'''
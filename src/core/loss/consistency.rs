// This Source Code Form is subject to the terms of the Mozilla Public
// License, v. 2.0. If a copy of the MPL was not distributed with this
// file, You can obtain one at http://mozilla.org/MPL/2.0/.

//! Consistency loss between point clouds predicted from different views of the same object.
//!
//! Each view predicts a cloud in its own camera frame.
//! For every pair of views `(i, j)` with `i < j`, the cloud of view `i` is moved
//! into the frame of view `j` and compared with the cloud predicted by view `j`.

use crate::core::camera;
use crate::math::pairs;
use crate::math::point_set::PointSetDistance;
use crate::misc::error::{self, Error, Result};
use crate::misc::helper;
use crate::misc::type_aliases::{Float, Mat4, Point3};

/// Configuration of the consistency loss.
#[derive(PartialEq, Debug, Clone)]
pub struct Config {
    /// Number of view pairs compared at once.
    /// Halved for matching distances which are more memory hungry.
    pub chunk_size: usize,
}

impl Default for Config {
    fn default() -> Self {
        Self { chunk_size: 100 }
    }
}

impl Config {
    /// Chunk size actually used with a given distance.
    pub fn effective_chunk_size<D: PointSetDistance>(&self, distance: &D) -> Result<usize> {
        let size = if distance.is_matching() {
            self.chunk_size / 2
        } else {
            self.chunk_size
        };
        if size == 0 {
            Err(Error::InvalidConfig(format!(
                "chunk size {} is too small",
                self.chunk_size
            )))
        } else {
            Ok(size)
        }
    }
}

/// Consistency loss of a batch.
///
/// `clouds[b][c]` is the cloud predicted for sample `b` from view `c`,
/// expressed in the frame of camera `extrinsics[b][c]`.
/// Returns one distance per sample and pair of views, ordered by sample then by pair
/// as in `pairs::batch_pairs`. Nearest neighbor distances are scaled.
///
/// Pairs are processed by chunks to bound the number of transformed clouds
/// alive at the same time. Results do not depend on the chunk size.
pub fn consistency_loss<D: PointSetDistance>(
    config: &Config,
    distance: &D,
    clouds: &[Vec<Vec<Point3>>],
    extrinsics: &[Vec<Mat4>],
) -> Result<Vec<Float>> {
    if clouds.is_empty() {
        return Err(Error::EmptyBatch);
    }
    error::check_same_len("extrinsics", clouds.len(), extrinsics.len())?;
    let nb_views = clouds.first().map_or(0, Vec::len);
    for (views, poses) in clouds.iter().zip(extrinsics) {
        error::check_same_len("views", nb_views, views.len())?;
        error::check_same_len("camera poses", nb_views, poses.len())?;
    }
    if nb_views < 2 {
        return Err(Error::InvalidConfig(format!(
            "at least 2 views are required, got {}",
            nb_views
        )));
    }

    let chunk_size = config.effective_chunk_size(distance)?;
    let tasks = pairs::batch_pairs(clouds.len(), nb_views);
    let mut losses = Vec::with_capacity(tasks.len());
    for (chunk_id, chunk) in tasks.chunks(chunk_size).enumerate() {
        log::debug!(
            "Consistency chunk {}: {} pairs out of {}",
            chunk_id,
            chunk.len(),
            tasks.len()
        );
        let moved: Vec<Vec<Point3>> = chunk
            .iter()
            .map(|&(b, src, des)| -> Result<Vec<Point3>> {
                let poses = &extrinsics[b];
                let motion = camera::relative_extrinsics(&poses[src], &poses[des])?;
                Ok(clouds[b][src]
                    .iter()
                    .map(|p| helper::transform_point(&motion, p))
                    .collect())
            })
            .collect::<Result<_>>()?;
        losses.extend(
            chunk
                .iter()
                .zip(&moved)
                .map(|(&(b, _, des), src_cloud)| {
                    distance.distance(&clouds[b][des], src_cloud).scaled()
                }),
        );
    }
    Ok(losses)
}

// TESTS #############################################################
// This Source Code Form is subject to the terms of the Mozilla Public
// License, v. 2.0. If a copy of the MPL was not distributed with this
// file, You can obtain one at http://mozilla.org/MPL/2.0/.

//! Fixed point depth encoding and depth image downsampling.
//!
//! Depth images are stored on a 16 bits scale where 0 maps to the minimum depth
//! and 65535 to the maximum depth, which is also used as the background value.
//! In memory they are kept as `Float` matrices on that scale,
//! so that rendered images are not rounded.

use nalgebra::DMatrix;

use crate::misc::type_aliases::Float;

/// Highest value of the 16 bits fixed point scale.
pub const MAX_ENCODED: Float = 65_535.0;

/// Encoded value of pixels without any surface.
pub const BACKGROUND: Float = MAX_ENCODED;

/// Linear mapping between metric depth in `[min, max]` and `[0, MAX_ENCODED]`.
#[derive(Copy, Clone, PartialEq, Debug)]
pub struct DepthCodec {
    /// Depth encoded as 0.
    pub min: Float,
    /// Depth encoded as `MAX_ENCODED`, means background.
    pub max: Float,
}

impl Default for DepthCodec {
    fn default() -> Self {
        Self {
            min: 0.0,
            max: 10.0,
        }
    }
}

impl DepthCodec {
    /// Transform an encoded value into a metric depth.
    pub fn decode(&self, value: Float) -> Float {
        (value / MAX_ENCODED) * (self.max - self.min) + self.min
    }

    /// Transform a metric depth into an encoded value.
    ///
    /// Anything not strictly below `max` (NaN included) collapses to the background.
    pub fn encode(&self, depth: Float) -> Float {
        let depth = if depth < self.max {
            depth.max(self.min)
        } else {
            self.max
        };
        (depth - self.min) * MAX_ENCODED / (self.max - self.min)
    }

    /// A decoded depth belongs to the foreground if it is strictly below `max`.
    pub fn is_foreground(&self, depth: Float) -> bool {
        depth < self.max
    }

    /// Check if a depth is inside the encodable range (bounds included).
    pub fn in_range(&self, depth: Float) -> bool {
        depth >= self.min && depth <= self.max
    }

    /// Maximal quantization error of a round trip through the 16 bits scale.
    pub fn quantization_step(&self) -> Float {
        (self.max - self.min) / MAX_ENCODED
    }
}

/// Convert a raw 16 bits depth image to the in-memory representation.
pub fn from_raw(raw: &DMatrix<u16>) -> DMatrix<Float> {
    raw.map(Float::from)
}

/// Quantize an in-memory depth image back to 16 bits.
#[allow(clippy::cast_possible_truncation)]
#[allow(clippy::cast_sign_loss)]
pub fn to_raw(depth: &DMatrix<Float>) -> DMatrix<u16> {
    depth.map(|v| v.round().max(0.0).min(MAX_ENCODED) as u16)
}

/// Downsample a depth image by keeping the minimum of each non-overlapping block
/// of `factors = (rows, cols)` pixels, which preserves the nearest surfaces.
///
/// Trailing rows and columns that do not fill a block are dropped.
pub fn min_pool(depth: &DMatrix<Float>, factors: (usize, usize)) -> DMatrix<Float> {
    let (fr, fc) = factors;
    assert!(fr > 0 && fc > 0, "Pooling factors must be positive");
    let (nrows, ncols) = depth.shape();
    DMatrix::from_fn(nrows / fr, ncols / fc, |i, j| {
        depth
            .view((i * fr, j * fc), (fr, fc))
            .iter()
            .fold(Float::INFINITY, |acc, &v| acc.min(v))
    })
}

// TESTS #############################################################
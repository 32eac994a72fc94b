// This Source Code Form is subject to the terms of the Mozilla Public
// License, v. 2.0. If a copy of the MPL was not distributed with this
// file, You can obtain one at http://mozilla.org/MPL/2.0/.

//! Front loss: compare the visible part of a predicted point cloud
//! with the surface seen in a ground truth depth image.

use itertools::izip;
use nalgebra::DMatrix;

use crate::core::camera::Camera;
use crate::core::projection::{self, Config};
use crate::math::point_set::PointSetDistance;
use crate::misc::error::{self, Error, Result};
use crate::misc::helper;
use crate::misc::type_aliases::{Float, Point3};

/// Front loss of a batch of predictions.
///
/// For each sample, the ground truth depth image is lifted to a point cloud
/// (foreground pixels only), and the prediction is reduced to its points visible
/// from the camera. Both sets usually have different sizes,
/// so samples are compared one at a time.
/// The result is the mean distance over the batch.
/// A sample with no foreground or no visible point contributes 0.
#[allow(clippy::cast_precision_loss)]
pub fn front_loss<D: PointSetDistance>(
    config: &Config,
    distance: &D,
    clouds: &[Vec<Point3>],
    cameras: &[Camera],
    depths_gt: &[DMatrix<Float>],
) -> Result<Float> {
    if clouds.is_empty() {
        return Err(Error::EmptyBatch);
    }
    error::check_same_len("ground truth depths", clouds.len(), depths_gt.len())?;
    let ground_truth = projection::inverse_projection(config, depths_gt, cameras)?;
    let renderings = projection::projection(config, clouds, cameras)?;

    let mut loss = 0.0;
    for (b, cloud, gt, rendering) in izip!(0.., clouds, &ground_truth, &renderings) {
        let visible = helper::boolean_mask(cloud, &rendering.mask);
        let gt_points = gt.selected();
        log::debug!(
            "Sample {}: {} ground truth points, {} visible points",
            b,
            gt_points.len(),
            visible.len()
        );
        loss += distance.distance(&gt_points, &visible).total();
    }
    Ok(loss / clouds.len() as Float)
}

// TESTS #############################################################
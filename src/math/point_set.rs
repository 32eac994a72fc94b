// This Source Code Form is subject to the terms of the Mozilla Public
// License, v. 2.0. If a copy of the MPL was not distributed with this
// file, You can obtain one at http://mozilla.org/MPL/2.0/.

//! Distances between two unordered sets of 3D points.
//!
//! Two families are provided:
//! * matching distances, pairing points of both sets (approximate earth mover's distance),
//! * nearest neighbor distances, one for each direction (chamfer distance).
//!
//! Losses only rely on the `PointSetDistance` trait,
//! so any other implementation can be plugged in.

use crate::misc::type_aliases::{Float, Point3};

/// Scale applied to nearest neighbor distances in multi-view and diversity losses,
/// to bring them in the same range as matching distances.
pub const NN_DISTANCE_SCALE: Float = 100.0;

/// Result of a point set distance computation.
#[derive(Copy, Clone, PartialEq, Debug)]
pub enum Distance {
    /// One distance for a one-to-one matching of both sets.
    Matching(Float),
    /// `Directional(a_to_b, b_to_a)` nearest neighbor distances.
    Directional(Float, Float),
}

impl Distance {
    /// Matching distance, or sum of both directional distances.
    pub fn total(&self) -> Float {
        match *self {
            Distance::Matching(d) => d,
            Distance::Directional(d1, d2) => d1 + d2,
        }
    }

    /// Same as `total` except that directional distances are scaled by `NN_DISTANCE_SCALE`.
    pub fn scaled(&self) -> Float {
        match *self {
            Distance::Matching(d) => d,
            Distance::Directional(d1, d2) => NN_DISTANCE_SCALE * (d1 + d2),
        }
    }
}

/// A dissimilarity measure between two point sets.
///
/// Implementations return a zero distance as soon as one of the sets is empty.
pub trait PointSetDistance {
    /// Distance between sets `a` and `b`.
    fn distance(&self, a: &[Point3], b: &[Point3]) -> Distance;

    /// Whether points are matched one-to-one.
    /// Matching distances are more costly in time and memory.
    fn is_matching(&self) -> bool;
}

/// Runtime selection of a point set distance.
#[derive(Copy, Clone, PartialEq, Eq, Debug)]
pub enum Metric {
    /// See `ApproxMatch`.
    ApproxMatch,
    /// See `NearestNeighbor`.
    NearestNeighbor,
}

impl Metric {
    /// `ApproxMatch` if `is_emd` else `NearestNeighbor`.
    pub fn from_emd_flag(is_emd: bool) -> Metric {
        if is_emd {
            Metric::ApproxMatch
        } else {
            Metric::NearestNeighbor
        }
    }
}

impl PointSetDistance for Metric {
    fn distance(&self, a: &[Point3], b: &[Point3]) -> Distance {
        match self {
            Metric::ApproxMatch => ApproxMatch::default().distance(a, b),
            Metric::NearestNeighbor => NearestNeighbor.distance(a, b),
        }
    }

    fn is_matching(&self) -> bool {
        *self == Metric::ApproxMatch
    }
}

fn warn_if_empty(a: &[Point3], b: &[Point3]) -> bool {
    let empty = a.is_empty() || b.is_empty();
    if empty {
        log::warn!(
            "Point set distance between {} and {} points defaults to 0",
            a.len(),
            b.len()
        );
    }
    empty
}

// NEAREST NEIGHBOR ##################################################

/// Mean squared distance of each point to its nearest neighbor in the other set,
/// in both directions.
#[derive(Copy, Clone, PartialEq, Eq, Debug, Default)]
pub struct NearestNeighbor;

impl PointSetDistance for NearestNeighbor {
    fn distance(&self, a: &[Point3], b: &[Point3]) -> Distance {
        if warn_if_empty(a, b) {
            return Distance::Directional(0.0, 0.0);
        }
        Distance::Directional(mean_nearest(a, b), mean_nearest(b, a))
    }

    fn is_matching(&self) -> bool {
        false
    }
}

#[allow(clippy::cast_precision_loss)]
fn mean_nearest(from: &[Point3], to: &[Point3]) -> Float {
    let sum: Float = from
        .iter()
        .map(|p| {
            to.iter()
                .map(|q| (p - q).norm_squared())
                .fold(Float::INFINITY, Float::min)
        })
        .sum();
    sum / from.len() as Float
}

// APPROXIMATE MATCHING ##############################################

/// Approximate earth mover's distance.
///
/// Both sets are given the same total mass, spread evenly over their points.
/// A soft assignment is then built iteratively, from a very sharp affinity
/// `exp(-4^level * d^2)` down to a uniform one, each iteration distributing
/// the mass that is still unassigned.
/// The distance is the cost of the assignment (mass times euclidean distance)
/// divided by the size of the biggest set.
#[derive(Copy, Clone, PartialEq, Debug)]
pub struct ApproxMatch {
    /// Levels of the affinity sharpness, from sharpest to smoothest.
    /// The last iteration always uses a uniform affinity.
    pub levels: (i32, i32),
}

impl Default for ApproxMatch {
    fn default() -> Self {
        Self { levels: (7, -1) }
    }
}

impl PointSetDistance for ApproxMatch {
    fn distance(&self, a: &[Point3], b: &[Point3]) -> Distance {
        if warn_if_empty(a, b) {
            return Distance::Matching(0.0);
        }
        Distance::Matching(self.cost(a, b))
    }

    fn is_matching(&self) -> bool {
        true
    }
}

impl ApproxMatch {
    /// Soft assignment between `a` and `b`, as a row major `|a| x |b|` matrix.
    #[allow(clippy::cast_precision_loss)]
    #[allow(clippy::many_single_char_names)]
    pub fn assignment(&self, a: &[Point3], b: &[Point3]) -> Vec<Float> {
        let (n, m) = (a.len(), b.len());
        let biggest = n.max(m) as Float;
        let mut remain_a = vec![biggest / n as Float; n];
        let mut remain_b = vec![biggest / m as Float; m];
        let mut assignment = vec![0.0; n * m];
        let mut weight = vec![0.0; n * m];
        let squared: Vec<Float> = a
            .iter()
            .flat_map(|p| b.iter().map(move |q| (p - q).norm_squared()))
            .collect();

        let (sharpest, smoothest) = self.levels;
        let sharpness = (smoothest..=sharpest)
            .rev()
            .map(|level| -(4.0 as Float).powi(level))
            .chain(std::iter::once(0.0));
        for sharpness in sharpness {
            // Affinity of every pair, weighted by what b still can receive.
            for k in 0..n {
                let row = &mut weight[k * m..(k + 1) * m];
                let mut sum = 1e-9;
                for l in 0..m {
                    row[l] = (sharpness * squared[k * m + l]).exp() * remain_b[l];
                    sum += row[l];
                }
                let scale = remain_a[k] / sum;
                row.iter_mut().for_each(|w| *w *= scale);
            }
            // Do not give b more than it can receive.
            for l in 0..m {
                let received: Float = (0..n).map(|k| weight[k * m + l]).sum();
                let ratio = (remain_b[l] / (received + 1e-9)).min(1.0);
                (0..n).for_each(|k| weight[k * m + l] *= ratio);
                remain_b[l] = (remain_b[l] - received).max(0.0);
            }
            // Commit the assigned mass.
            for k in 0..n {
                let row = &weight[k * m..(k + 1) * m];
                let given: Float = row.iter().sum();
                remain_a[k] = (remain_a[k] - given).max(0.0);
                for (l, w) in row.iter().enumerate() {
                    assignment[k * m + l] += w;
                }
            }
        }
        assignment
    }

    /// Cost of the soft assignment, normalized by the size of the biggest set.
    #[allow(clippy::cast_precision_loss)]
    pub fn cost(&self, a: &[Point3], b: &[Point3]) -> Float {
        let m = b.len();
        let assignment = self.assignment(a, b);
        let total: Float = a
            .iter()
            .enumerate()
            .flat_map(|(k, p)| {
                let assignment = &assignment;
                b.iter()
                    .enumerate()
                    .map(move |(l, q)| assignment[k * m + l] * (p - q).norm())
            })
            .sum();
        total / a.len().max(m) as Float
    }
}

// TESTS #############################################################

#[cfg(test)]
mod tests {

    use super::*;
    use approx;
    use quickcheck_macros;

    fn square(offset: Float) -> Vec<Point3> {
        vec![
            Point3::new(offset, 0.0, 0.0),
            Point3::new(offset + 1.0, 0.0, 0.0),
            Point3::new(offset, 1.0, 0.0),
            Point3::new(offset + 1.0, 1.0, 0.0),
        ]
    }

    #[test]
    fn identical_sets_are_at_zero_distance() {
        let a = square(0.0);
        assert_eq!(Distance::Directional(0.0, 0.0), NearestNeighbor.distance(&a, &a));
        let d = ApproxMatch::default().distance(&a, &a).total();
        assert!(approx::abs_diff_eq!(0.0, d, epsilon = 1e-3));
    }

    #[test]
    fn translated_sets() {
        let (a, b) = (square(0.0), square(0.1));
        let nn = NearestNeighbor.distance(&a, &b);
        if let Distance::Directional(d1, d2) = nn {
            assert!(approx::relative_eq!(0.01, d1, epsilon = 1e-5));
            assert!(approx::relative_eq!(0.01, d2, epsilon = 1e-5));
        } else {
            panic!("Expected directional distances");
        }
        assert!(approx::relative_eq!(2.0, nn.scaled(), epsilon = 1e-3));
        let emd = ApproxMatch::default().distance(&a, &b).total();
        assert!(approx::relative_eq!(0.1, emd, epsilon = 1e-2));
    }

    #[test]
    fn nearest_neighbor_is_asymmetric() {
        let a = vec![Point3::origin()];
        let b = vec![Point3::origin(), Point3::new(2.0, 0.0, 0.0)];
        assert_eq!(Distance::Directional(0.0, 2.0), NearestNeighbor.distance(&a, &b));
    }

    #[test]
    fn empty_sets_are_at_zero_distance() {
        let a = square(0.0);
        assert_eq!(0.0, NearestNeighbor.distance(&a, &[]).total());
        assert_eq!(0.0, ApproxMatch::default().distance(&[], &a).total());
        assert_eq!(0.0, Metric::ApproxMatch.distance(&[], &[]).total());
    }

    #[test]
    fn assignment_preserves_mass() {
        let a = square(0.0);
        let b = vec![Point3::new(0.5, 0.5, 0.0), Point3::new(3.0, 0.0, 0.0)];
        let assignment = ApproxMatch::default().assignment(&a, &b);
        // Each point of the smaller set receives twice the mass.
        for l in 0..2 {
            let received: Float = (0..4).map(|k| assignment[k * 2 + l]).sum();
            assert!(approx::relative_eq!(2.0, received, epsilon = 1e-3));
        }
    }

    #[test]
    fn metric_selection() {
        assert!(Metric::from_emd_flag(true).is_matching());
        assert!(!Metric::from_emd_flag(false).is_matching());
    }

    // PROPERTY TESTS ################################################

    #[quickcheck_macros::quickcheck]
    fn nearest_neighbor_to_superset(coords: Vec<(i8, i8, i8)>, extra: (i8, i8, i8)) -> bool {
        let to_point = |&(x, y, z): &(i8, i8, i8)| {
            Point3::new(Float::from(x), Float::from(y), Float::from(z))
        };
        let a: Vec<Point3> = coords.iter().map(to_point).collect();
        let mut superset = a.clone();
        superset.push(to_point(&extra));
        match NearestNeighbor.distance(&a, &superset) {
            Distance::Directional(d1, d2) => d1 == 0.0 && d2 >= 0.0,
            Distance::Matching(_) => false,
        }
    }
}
'''
» **Action item**
When you reach the line that contains "if size == 0", stop; that line and every line before it, from the very first line of the data, should be restated word for word.

» **Task response**
filename src/core/loss/consistency.rs
// This Source Code Form is subject to the terms of the Mozilla Public
// License, v. 2.0. If a copy of the MPL was not distributed with this
// file, You can obtain one at http://mozilla.org/MPL/2.0/.

//! Consistency loss between point clouds predicted from different views of the same object.
//!
//! Each view predicts a cloud in its own camera frame.
//! For every pair of views `(i, j)` with `i < j`, the cloud of view `i` is moved
//! into the frame of view `j` and compared with the cloud predicted by view `j`.

use crate::core::camera;
use crate::math::pairs;
use crate::math::point_set::PointSetDistance;
use crate::misc::error::{self, Error, Result};
use crate::misc::helper;
use crate::misc::type_aliases::{Float, Mat4, Point3};

/// Configuration of the consistency loss.
#[derive(PartialEq, Debug, Clone)]
pub struct Config {
    /// Number of view pairs compared at once.
    /// Halved for matching distances which are more memory hungry.
    pub chunk_size: usize,
}

impl Default for Config {
    fn default() -> Self {
        Self { chunk_size: 100 }
    }
}

impl Config {
    /// Chunk size actually used with a given distance.
    pub fn effective_chunk_size<D: PointSetDistance>(&self, distance: &D) -> Result<usize> {
        let size = if distance.is_matching() {
            self.chunk_size / 2
        } else {
            self.chunk_size
        };
        if size == 0 {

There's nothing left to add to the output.